_Directions_
Go through the records below and copy out every line holding "does".

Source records
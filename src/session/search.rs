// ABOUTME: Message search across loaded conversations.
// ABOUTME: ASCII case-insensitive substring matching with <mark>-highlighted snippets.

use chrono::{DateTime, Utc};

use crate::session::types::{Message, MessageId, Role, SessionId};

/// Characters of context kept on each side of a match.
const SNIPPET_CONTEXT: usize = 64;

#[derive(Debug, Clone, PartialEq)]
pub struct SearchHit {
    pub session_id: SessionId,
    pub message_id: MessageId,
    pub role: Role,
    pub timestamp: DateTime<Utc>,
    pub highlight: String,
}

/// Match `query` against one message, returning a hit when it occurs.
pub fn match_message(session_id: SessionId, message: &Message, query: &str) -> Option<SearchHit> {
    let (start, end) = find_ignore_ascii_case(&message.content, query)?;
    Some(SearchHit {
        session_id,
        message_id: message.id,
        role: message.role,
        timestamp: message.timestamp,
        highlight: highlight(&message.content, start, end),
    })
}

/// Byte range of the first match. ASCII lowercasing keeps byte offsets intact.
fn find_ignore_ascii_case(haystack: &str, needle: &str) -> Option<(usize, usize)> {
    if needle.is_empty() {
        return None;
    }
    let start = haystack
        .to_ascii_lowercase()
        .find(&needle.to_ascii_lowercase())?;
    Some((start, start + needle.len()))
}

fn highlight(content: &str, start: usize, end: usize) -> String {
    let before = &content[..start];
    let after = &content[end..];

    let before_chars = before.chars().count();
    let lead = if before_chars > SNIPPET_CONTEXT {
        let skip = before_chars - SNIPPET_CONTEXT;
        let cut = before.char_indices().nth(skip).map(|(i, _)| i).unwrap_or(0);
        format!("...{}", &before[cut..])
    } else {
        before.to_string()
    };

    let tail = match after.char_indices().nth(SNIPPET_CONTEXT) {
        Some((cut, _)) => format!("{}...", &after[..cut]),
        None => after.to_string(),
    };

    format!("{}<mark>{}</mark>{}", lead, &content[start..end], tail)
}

* * *

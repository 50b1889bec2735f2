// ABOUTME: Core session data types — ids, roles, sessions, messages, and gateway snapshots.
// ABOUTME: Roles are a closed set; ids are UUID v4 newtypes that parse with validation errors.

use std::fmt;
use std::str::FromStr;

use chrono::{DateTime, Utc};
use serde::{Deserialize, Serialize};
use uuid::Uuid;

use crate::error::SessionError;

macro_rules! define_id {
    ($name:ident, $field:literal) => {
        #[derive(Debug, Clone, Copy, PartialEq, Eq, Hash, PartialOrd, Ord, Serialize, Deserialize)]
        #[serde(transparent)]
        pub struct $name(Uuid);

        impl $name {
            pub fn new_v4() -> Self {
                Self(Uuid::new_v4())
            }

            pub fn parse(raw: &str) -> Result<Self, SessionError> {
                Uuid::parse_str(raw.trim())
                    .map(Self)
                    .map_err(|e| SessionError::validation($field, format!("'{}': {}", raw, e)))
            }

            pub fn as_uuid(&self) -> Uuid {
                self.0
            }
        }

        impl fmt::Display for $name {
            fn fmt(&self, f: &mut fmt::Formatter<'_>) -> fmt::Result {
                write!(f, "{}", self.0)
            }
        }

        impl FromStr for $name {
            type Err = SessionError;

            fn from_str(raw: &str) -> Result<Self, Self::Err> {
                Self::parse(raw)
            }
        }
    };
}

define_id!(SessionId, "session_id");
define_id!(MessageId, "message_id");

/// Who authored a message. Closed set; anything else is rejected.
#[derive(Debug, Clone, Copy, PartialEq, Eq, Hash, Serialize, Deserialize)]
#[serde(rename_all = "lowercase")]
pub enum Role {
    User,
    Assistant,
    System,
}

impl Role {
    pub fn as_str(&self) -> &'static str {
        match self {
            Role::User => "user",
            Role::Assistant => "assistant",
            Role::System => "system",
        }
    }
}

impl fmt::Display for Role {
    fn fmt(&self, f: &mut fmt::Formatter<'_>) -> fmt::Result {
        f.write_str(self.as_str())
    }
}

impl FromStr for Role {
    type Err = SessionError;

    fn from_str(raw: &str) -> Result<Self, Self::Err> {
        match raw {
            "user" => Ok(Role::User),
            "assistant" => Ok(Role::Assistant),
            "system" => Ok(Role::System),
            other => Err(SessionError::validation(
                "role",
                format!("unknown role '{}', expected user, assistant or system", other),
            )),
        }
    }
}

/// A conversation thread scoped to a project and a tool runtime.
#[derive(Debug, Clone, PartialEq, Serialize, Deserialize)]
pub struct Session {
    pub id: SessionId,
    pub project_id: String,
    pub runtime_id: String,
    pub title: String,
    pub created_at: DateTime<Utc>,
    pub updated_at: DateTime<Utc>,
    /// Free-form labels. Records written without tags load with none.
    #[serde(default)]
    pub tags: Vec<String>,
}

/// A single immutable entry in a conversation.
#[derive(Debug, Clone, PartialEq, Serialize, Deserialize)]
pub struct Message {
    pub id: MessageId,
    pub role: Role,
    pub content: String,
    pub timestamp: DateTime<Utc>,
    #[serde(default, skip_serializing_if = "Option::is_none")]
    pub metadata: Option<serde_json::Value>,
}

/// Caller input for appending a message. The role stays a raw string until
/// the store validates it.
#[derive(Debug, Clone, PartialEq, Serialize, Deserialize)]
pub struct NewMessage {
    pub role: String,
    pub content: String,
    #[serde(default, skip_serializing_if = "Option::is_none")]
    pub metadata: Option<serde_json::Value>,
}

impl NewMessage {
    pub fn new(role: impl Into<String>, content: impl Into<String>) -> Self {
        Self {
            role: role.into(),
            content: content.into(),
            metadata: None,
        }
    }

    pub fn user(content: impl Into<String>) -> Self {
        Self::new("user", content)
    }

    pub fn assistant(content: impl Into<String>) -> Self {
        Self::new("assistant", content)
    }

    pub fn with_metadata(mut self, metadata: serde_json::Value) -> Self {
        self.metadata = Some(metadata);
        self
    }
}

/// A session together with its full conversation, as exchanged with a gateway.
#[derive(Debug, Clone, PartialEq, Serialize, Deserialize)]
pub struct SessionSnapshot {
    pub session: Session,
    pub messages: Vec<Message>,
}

---

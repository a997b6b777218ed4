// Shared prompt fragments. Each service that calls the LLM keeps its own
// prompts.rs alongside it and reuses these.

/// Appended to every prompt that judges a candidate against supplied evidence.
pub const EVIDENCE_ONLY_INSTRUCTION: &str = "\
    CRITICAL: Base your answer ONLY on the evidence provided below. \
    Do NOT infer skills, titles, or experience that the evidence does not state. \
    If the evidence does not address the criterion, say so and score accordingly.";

_Final answer_
    Do NOT infer skills, titles, or experience that the evidence does not state. \
    If the evidence does not address the criterion, say so and score accordingly.";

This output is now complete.